* Requirement
Search the material for "CriticalSectionRawMutex" and copy each line in which it is found.
--------
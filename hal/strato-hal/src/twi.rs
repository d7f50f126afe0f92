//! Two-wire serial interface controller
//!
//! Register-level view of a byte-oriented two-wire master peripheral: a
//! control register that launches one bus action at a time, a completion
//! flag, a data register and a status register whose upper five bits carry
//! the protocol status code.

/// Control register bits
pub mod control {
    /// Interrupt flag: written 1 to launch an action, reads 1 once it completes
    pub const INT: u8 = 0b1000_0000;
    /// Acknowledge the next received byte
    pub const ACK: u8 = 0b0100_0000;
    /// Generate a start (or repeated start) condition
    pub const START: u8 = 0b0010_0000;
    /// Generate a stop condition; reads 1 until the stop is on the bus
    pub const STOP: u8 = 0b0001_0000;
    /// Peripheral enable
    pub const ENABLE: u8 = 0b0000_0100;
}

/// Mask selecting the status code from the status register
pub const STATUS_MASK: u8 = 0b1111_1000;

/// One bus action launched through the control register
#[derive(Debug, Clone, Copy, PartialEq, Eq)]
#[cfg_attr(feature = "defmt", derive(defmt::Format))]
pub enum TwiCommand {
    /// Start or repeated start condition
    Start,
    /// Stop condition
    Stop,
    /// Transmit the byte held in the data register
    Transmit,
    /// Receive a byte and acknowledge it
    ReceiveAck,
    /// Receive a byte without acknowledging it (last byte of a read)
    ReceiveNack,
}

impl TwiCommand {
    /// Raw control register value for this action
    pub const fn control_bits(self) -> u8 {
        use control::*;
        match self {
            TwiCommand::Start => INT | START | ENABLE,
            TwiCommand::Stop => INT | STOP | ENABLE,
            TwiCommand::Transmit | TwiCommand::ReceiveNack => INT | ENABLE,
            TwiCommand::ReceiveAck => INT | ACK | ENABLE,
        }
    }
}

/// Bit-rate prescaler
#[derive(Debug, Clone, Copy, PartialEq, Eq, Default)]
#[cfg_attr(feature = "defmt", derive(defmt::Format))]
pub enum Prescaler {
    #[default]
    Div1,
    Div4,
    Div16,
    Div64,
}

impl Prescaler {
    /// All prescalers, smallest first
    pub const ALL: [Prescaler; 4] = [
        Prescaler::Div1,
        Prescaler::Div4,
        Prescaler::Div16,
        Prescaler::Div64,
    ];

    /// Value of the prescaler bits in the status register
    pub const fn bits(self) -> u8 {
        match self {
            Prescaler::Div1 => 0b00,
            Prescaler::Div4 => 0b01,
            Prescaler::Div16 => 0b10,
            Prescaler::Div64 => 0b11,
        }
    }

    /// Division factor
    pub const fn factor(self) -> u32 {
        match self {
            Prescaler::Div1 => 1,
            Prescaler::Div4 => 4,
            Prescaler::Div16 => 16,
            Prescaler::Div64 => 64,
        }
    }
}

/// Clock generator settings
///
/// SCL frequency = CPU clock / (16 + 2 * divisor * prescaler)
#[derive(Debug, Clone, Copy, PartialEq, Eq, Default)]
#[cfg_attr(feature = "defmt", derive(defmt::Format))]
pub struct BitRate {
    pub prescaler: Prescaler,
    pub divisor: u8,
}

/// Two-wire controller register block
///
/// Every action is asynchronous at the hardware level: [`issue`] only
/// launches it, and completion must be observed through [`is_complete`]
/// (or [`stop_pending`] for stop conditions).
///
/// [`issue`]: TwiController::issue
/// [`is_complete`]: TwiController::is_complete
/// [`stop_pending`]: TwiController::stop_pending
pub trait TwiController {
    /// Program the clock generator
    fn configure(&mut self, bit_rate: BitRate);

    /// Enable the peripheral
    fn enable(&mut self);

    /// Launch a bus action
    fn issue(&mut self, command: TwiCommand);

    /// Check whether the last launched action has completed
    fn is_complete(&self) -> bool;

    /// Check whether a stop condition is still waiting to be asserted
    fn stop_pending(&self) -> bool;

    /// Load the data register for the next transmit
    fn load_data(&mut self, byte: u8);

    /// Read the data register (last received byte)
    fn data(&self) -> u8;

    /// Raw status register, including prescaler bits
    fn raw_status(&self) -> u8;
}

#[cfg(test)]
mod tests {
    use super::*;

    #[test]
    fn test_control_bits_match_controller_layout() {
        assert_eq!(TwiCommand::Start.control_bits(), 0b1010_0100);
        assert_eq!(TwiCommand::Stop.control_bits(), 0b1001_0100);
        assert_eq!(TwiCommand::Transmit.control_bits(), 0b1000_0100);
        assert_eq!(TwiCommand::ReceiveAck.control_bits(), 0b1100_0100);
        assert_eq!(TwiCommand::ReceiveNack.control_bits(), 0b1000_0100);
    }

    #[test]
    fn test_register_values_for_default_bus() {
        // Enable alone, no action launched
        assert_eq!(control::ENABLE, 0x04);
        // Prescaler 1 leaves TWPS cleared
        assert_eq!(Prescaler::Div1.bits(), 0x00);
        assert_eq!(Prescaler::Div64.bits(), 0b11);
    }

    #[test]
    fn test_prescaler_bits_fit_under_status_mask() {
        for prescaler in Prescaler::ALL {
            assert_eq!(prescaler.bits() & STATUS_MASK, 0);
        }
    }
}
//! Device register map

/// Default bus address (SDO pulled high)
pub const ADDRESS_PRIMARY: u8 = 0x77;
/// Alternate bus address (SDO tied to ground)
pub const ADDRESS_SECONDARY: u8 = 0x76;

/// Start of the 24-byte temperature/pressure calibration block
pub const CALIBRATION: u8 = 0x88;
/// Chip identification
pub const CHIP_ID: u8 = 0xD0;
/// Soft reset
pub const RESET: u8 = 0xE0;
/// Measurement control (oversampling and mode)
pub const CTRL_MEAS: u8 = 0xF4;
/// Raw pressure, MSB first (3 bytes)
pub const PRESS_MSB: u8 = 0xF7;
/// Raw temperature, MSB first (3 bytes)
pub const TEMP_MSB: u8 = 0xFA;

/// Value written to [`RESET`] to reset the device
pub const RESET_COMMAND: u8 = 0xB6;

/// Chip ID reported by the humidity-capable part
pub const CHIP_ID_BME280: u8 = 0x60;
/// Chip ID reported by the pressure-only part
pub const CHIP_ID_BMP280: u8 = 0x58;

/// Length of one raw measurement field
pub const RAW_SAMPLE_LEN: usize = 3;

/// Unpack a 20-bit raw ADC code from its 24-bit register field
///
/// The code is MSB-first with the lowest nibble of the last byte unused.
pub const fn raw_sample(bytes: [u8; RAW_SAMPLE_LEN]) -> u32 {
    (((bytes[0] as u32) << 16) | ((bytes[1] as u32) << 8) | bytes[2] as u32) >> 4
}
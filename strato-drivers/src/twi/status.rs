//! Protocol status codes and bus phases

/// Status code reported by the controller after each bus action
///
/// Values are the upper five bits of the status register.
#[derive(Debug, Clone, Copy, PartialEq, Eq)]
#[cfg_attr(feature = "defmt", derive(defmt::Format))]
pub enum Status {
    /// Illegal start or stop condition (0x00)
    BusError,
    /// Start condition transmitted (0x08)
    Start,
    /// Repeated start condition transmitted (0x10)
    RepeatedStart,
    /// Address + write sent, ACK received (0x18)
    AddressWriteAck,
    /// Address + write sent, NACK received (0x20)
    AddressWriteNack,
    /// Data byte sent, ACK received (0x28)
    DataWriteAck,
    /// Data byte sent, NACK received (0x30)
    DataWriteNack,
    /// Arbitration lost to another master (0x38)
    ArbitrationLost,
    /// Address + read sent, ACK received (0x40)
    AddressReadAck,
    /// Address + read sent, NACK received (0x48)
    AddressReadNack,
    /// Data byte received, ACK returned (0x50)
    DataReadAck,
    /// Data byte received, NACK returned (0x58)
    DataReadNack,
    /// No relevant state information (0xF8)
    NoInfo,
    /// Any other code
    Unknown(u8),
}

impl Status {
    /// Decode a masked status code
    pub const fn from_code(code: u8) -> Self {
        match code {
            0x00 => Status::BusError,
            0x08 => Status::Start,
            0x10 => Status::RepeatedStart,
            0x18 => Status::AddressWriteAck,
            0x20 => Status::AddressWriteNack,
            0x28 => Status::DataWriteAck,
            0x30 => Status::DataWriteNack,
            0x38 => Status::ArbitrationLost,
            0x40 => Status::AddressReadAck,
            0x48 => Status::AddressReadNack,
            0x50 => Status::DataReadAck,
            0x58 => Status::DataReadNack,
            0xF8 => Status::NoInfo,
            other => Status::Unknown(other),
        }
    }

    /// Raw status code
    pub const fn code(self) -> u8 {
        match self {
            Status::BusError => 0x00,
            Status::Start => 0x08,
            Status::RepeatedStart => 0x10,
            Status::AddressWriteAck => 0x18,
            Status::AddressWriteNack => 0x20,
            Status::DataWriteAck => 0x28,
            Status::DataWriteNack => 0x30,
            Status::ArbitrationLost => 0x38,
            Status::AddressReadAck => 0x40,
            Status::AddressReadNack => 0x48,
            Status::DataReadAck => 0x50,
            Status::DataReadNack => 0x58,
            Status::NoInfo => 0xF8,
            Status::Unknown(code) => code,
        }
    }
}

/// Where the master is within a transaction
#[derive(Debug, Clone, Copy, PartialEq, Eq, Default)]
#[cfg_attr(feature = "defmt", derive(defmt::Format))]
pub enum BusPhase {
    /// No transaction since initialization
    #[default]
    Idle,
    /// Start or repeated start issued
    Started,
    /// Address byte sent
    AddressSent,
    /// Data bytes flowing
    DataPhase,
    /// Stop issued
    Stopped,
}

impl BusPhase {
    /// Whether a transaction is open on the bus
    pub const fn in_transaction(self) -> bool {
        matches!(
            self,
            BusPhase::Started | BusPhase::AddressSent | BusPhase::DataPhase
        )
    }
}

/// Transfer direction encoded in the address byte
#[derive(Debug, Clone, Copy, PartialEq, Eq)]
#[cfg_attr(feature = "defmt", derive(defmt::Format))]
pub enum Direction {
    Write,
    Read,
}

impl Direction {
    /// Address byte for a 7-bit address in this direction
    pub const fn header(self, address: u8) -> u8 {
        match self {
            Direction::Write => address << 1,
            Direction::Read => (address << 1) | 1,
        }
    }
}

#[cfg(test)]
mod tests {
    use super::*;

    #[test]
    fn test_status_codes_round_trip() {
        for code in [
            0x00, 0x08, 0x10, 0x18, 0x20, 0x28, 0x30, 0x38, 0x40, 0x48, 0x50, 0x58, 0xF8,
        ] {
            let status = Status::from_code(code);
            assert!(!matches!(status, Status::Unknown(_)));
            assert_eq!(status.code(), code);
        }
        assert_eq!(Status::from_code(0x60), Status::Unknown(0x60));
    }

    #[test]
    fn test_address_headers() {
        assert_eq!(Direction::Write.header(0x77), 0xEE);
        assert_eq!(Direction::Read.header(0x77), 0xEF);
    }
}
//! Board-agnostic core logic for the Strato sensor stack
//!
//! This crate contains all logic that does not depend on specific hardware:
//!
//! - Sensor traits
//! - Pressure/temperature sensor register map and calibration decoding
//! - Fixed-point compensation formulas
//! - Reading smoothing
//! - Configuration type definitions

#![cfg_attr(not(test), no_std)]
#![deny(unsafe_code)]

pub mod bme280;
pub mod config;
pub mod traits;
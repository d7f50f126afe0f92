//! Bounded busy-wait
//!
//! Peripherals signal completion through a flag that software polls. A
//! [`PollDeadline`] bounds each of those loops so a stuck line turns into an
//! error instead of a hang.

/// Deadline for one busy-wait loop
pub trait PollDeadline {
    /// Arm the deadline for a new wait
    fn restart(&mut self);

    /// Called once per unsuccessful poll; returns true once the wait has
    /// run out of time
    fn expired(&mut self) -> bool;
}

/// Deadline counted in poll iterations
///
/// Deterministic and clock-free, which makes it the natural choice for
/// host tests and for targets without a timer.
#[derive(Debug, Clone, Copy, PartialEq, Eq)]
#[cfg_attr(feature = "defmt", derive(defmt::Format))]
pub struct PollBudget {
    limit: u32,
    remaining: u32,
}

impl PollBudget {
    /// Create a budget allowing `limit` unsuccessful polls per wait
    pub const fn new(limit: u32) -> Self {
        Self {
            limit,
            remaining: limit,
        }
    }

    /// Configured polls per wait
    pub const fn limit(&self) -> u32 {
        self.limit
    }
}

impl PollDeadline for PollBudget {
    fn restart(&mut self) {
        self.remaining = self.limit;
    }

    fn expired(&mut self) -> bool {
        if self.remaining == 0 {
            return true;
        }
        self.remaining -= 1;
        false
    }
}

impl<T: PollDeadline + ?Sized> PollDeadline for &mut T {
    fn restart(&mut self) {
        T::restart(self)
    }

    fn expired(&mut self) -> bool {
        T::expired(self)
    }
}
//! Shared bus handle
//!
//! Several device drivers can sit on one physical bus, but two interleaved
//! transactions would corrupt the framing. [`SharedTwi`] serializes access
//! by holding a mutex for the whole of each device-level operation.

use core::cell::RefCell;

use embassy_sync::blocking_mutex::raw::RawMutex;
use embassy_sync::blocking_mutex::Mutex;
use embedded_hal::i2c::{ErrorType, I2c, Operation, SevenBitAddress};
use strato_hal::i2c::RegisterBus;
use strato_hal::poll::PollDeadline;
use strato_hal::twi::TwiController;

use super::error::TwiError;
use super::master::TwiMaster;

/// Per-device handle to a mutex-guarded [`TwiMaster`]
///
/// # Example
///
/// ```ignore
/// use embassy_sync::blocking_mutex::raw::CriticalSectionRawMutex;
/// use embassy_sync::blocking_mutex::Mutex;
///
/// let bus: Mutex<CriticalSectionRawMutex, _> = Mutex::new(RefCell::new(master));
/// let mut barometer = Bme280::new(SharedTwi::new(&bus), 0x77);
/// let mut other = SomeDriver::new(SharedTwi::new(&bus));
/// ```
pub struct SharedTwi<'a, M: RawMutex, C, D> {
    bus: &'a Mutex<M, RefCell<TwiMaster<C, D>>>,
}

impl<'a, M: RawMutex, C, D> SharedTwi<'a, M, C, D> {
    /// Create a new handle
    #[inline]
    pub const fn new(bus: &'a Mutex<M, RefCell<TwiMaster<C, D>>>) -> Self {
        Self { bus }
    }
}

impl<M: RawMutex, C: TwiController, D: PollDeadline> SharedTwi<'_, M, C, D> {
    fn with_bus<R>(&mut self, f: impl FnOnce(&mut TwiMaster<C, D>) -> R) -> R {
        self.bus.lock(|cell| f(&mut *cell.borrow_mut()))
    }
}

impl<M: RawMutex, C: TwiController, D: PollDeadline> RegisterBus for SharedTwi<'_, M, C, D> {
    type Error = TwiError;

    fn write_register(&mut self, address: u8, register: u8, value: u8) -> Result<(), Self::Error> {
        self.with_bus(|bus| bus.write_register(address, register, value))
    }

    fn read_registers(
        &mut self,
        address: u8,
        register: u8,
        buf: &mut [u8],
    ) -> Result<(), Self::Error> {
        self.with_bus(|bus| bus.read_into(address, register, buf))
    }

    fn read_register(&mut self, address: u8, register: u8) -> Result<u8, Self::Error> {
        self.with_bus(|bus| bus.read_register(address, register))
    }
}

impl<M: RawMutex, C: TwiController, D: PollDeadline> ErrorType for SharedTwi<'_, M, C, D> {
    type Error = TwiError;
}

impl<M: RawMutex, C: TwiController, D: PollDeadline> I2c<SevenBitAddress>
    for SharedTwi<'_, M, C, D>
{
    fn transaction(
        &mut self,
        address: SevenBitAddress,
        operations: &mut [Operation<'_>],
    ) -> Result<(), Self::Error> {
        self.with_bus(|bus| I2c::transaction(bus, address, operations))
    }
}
--------
* Exercise solution
/// use embassy_sync::blocking_mutex::raw::CriticalSectionRawMutex;
/// let bus: Mutex<CriticalSectionRawMutex, _> = Mutex::new(RefCell::new(master));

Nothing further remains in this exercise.